Later in his life, Rizzuto spent 40 years as a radio and television sports announcer. He also raised millions of dollars for St. Joseph’s School for the Blind through his annual celebrity golf tournament and donated his earnings from commercials and book deals.

“I submitted this co-naming to the council because Phil Rizzuto was not only a great ball player for the Yankees but a legend in broadcasting and he’s one of our own,” Holden said. “When you think of watching the Yankees on channel, you think of Phil’s voice. It’s iconic for so many New Yorkers who grew up during those four decades. Naming a street after Scooter is a home run.”

Sfogliatelle cake with Rizzuto’s face (Photo by Kevin Ryan)

Rizzuto’s nephew, Phil Stoehr, grew up in the same house as him. Stoehr remembered how exciting it was to get seats to all the Yankee games as a kid. 

“My grandmother would always go to the day games during the summer and take me and my brother,” Stoehr said. “We’d hop on the subway and go up north to the stadium where we’d always get tickets.”

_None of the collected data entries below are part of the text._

//! Synthetic resource exhaustion
//!
//! This module provides:
//! - A memory accumulator that retains 1 MiB blocks forever
//! - A CPU burster that saturates cores at a fixed duty cycle for a bounded time
//!
//! Both generators are fire-and-forget. Triggering again while a previous run
//! is still going stacks another run on top of it.

mod cpu;
mod memory;

pub use cpu::{CpuBurster, LoadJob, CYCLE_WINDOW, DEFAULT_MINUTES, DEFAULT_WORKERS, DUTY_CYCLE};
pub use memory::{
    MemoryAccumulator, MemoryBlock, MemoryStore, ACCUMULATION_INTERVAL, BLOCK_SIZE,
};

use std::sync::atomic::{AtomicBool, Ordering};
use std::sync::Arc;

/// Cooperative stop signal checked by generator loops
///
/// Production code never stops a generator; tests inject a token to bound
/// how long a run lasts.
#[derive(Debug, Clone, Default)]
pub struct StopToken {
    stopped: Arc<AtomicBool>,
}

impl StopToken {
    pub fn new() -> Self {
        Self::default()
    }

    pub fn stop(&self) {
        self.stopped.store(true, Ordering::SeqCst);
    }

    pub fn is_stopped(&self) -> bool {
        self.stopped.load(Ordering::SeqCst)
    }
}

#[cfg(test)]
mod tests {
    use super::*;

    #[test]
    fn test_stop_token_shared_between_clones() {
        let token = StopToken::new();
        let clone = token.clone();
        assert!(!clone.is_stopped());

        token.stop();
        assert!(clone.is_stopped());
    }
}
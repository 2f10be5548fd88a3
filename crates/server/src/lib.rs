//! Kubernetes api tester server
//!
//! Exposes probe, traffic-control and failure-injection endpoints on top of
//! `tester-lib`.

pub mod api;
pub mod config;
//! Health state and probe reporting
//!
//! Holds the two process-wide flags Kubernetes probes look at and turns them
//! into probe reports. Readiness and liveness are independent: a process can
//! be live but drained, or ready but about to be marked as crashed.

use crate::observability::StructuredLogger;
use std::fmt;
use std::sync::atomic::{AtomicBool, Ordering};
use std::sync::Arc;

/// Body returned by the startup and liveness probes on success
pub const APP_INITIALIZATION_BODY: &str = "<b>[App Initialization]</b><br>DB Connected : OK<br>Spring Initialization : OK<br>Jar is Running : OK";

/// Body returned by the readiness probe on success
pub const USER_INITIALIZATION_BODY: &str = "<b>[User Initialization]</b><br>Init Data : OK<br>Linkage System Check : OK<br>DB Data Validation : OK";

/// Shared readiness/liveness flags
///
/// Cloning is cheap and every clone observes the same flags. Reads and writes
/// are single atomic operations, so a racing reader sees either the old or the
/// new value.
#[derive(Debug, Clone)]
pub struct HealthState {
    ready: Arc<AtomicBool>,
    live: Arc<AtomicBool>,
}

impl Default for HealthState {
    fn default() -> Self {
        Self::new()
    }
}

impl HealthState {
    /// Create a new health state (initially not ready and not live)
    pub fn new() -> Self {
        Self {
            ready: Arc::new(AtomicBool::new(false)),
            live: Arc::new(AtomicBool::new(false)),
        }
    }

    pub fn set_ready(&self, ready: bool) {
        self.ready.store(ready, Ordering::SeqCst);
    }

    pub fn set_live(&self, live: bool) {
        self.live.store(live, Ordering::SeqCst);
    }

    pub fn is_ready(&self) -> bool {
        self.ready.load(Ordering::SeqCst)
    }

    pub fn is_live(&self) -> bool {
        self.live.load(Ordering::SeqCst)
    }

    /// Mark startup as complete: ready and live
    pub fn mark_started(&self) {
        self.set_live(true);
        self.set_ready(true);
    }
}

/// Probe types reported to the orchestrator
#[derive(Debug, Clone, Copy, PartialEq, Eq)]
pub enum ProbeKind {
    Startup,
    Readiness,
    Liveness,
}

impl ProbeKind {
    /// Success body for this probe
    pub fn body(&self) -> &'static str {
        match self {
            ProbeKind::Startup | ProbeKind::Liveness => APP_INITIALIZATION_BODY,
            ProbeKind::Readiness => USER_INITIALIZATION_BODY,
        }
    }
}

impl fmt::Display for ProbeKind {
    fn fmt(&self, f: &mut fmt::Formatter<'_>) -> fmt::Result {
        let name = match self {
            ProbeKind::Startup => "startup",
            ProbeKind::Readiness => "readiness",
            ProbeKind::Liveness => "liveness",
        };
        f.write_str(name)
    }
}

/// Outcome of a single probe evaluation
#[derive(Debug, Clone, PartialEq, Eq)]
pub struct ProbeReport {
    pub probe: ProbeKind,
    pub succeeded: bool,
    /// Success body, `None` when the probe failed
    pub body: Option<&'static str>,
    pub checked_at: i64,
}

/// Translates [`HealthState`] into probe reports, logging every evaluation
#[derive(Debug, Clone)]
pub struct ProbeReporter {
    health: HealthState,
    logger: StructuredLogger,
}

impl ProbeReporter {
    pub fn new(health: HealthState, logger: StructuredLogger) -> Self {
        Self { health, logger }
    }

    /// Evaluate a probe against the current flags
    ///
    /// Readiness reads the ready flag; startup and liveness read the live flag.
    pub fn report(&self, probe: ProbeKind) -> ProbeReport {
        let succeeded = match probe {
            ProbeKind::Readiness => self.health.is_ready(),
            ProbeKind::Startup | ProbeKind::Liveness => self.health.is_live(),
        };
        let checked_at = chrono::Utc::now().timestamp();

        self.logger.log_probe(probe, succeeded, checked_at);

        ProbeReport {
            probe,
            succeeded,
            body: succeeded.then(|| probe.body()),
            checked_at,
        }
    }

    pub fn report_readiness(&self) -> ProbeReport {
        self.report(ProbeKind::Readiness)
    }

    pub fn report_liveness(&self) -> ProbeReport {
        self.report(ProbeKind::Liveness)
    }

    pub fn report_startup(&self) -> ProbeReport {
        self.report(ProbeKind::Startup)
    }
}
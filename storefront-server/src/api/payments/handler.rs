//! Payment API Handlers

use axum::{
    Json,
    extract::{Path, Query, State},
    response::{Html, Redirect},
};
use serde::{Deserialize, Serialize};
use serde_json::Value;

use super::page;
use crate::api::JsonBody;
use crate::core::{BackUrls, ServerState};
use crate::orders::{CheckoutOutcome, PaymentTarget};
use crate::payments::{PaymentGateway, PaymentProvider};
use crate::utils::{AppError, AppResult, run_blocking};

/// Results the simulated checkout page may report
const SIMULATED_RESULTS: [&str; 3] = ["approved", "rejected", "pending"];

#[derive(Debug, Deserialize)]
pub struct CheckoutRequest {
    #[serde(default, rename = "orderId")]
    pub order_id: Option<String>,
}

impl CheckoutRequest {
    fn order_id(&self) -> AppResult<&str> {
        self.order_id
            .as_deref()
            .filter(|id| !id.is_empty())
            .ok_or_else(|| AppError::required("orderId"))
    }
}

#[derive(Debug, Serialize)]
pub struct PreferenceResponse {
    init_point: String,
    external_reference: Option<String>,
    simulated: bool,
    total: f64,
    items_count: usize,
    order_id: String,
    provider: &'static str,
}

#[derive(Debug, Serialize)]
pub struct SessionResponse {
    checkout_url: String,
    simulated: bool,
    provider: &'static str,
    external_reference: Option<String>,
    total: f64,
    #[serde(skip_serializing_if = "Option::is_none")]
    session: Option<Value>,
}

#[derive(Debug, Serialize)]
#[serde(rename_all = "camelCase")]
pub struct VexorPublicConfig {
    project: Option<String>,
    publishable_key_present: bool,
    secret_present: bool,
    api_base_present: bool,
}

#[derive(Debug, Serialize)]
#[serde(rename_all = "camelCase")]
pub struct PaymentsConfigResponse {
    mode: &'static str,
    provider: &'static str,
    has_token: bool,
    #[serde(rename = "back_urls")]
    back_urls: BackUrls,
    webhook: Option<String>,
    vexor: VexorPublicConfig,
}

#[derive(Debug, Deserialize)]
pub struct SimulateQuery {
    #[serde(default, rename = "orderId")]
    pub order_id: Option<String>,
    #[serde(default)]
    pub status: Option<String>,
}

async fn checkout(
    state: &ServerState,
    request: &CheckoutRequest,
    provider: &PaymentProvider,
) -> AppResult<CheckoutOutcome> {
    let order_id = request.order_id()?;
    Ok(state.orders.start_checkout(order_id, provider).await?)
}

/// GET /api/payments/config
pub async fn config(State(state): State<ServerState>) -> Json<PaymentsConfigResponse> {
    let payments = &state.config.payments;
    let base = &payments.base_url;
    let back = |explicit: &Option<String>, pago: &str| {
        explicit
            .clone()
            .unwrap_or_else(|| format!("{}/?pago={}", base, pago))
    };

    Json(PaymentsConfigResponse {
        mode: if payments.mp_access_token.is_some() {
            "real"
        } else {
            "simulated"
        },
        provider: payments.active_provider(),
        has_token: payments.mp_access_token.is_some(),
        back_urls: BackUrls {
            success: back(&payments.back_success, "success"),
            failure: back(&payments.back_failure, "failure"),
            pending: back(&payments.back_pending, "pending"),
        },
        webhook: payments.webhook_url.clone(),
        vexor: VexorPublicConfig {
            project: payments.vexor.project.clone(),
            publishable_key_present: payments.vexor.publishable_key.is_some(),
            secret_present: payments.vexor.secret_key.is_some(),
            api_base_present: payments.vexor.api_base.is_some(),
        },
    })
}

/// POST /api/payments/preference
pub async fn create_preference(
    State(state): State<ServerState>,
    JsonBody(request): JsonBody<CheckoutRequest>,
) -> AppResult<Json<PreferenceResponse>> {
    let provider = &state.payments.preference;
    let CheckoutOutcome { session, order } = checkout(&state, &request, provider).await?;

    Ok(Json(PreferenceResponse {
        init_point: session.url,
        external_reference: order.external_reference,
        simulated: session.simulated,
        total: order.importe,
        items_count: order.items.len(),
        order_id: order.id,
        provider: provider.kind().as_str(),
    }))
}

/// POST /api/payments/vexor/session
pub async fn create_session(
    State(state): State<ServerState>,
    JsonBody(request): JsonBody<CheckoutRequest>,
) -> AppResult<Json<SessionResponse>> {
    let provider = &state.payments.session;
    let CheckoutOutcome { session, order } = checkout(&state, &request, provider).await?;

    Ok(Json(SessionResponse {
        checkout_url: session.url,
        simulated: session.simulated,
        provider: provider.kind().as_str(),
        external_reference: order.external_reference,
        total: order.importe,
        session: session.raw,
    }))
}

/// GET /api/payments/vexor/simulate?orderId&status
///
/// Applies the chosen result and sends the customer back to the storefront
/// with `?pago=success|failure|pending&order_id=`.
pub async fn simulate(
    State(state): State<ServerState>,
    Query(query): Query<SimulateQuery>,
) -> AppResult<Redirect> {
    let (Some(order_id), Some(status)) = (
        query.order_id.filter(|id| !id.is_empty()),
        query
            .status
            .filter(|s| SIMULATED_RESULTS.contains(&s.as_str())),
    ) else {
        return Err(AppError::invalid_request("Parámetros inválidos"));
    };

    let orders = state.orders.clone();
    let result = status.clone();
    let outcome = run_blocking(move || {
        orders.process_payment_notification(&PaymentTarget::ByOrderId(order_id), &result, None)
    })
    .await??;

    let pago = match status.as_str() {
        "approved" => "success",
        "rejected" => "failure",
        _ => "pending",
    };
    tracing::info!(
        order_id = %outcome.order_id,
        status = %outcome.payment_status,
        previous = %outcome.previous_status,
        "payment.simulated.callback"
    );

    Ok(Redirect::to(&format!(
        "{}/?pago={}&order_id={}",
        state.config.public_base_url, pago, outcome.order_id
    )))
}

/// GET /pago/simulado/:order_id
pub async fn checkout_page(
    State(state): State<ServerState>,
    Path(order_id): Path<String>,
) -> AppResult<Html<String>> {
    let order = state.orders.get_order(&order_id)?;
    Ok(Html(page::render(&order, &state.config.public_base_url)))
}
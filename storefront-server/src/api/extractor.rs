//! JSON body extractor
//!
//! Same as [`axum::Json`] for request bodies, but a body that is not JSON, or
//! has the wrong shape, is rejected with an [`AppError`] (400 `{error, code}`)
//! instead of axum's plain-text 400/415/422.

use axum::extract::{FromRequest, Request, rejection::JsonRejection};

use crate::utils::AppError;

/// Request body deserialized from JSON
#[derive(Debug, Clone, Copy, Default)]
pub struct JsonBody<T>(pub T);

impl<S, T> FromRequest<S> for JsonBody<T>
where
    axum::Json<T>: FromRequest<S, Rejection = JsonRejection>,
    S: Send + Sync,
{
    type Rejection = AppError;

    async fn from_request(req: Request, state: &S) -> Result<Self, Self::Rejection> {
        match axum::Json::<T>::from_request(req, state).await {
            Ok(axum::Json(value)) => Ok(Self(value)),
            Err(rejection) => {
                tracing::debug!(status = %rejection.status(), "request body rejected");
                Err(AppError::invalid_request(rejection.body_text()))
            }
        }
    }
}
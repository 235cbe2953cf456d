//! Repository Module
//!
//! CRUD access to the JSON documents. Order mutations that touch stock do not
//! go through here; they belong to the `OrdersManager`, which needs both
//! documents inside one write.

pub mod order;
pub mod product;

pub use order::OrderRepository;
pub use product::ProductRepository;

use super::StorageError;
use shared::error::{AppError, ErrorCode};
use thiserror::Error;

/// Repository error types
#[derive(Debug, Error)]
pub enum RepoError {
    #[error("Not found: {0}")]
    NotFound(String),

    #[error("Duplicate: {0}")]
    Duplicate(String),

    #[error("Validation error: {0}")]
    Validation(String),

    #[error("Invalid price: {0}")]
    InvalidPrice(String),

    #[error("Invalid stock: {0}")]
    InvalidStock(String),

    #[error(transparent)]
    Storage(#[from] StorageError),
}

impl From<RepoError> for AppError {
    fn from(err: RepoError) -> Self {
        match err {
            RepoError::NotFound(id) => AppError::with_message(
                ErrorCode::ProductNotFound,
                format!("Producto no encontrado: {}", id),
            ),
            RepoError::Duplicate(id) => AppError::with_message(
                ErrorCode::ProductIdExists,
                format!("Ya existe un producto con id {}", id),
            ),
            RepoError::Validation(msg) => AppError::validation(msg),
            RepoError::InvalidPrice(msg) => {
                AppError::with_message(ErrorCode::ProductInvalidPrice, msg)
            }
            RepoError::InvalidStock(msg) => {
                AppError::with_message(ErrorCode::ProductInvalidStock, msg)
            }
            RepoError::Storage(e) => AppError::storage(e.to_string()),
        }
    }
}

/// Result type for repository operations
pub type RepoResult<T> = Result<T, RepoError>;

/// Common repository trait for basic CRUD
pub trait Repository<T, CreateDto, UpdateDto> {
    fn find_all(&self) -> Vec<T>;
    fn find_by_id(&self, id: &str) -> Option<T>;
    fn create(&self, data: CreateDto) -> RepoResult<T>;
    fn update(&self, id: &str, data: UpdateDto) -> RepoResult<T>;
    fn delete(&self, id: &str) -> RepoResult<bool>;
}

#[cfg(test)]
mod tests {
    use super::*;
    use http::StatusCode;

    #[test]
    fn test_product_value_errors_keep_their_codes() {
        let err: AppError = RepoError::InvalidPrice("precio must be a positive number".into()).into();
        assert_eq!(err.code, ErrorCode::ProductInvalidPrice);
        assert_eq!(err.http_status(), StatusCode::BAD_REQUEST);

        let err: AppError = RepoError::InvalidStock("stock must be non-negative, got -1".into()).into();
        assert_eq!(err.code, ErrorCode::ProductInvalidStock);
        assert_eq!(err.message, "stock must be non-negative, got -1");
    }
}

Stoehr shared that his great-grandfather bought their Glendale house at 7801 64th St. in the 1920s, where he lived with his immediate family on the top floor, his aunt and uncle on the lower level and his grandparents in the basement. 

“In some respects, he was just my uncle, but in others, it was very exciting to have my uncle play for the Yankees,” Stoehr said. “I know he would be very, very proud of this event. My grandparents would also be so proud looking down. They would be so honored.”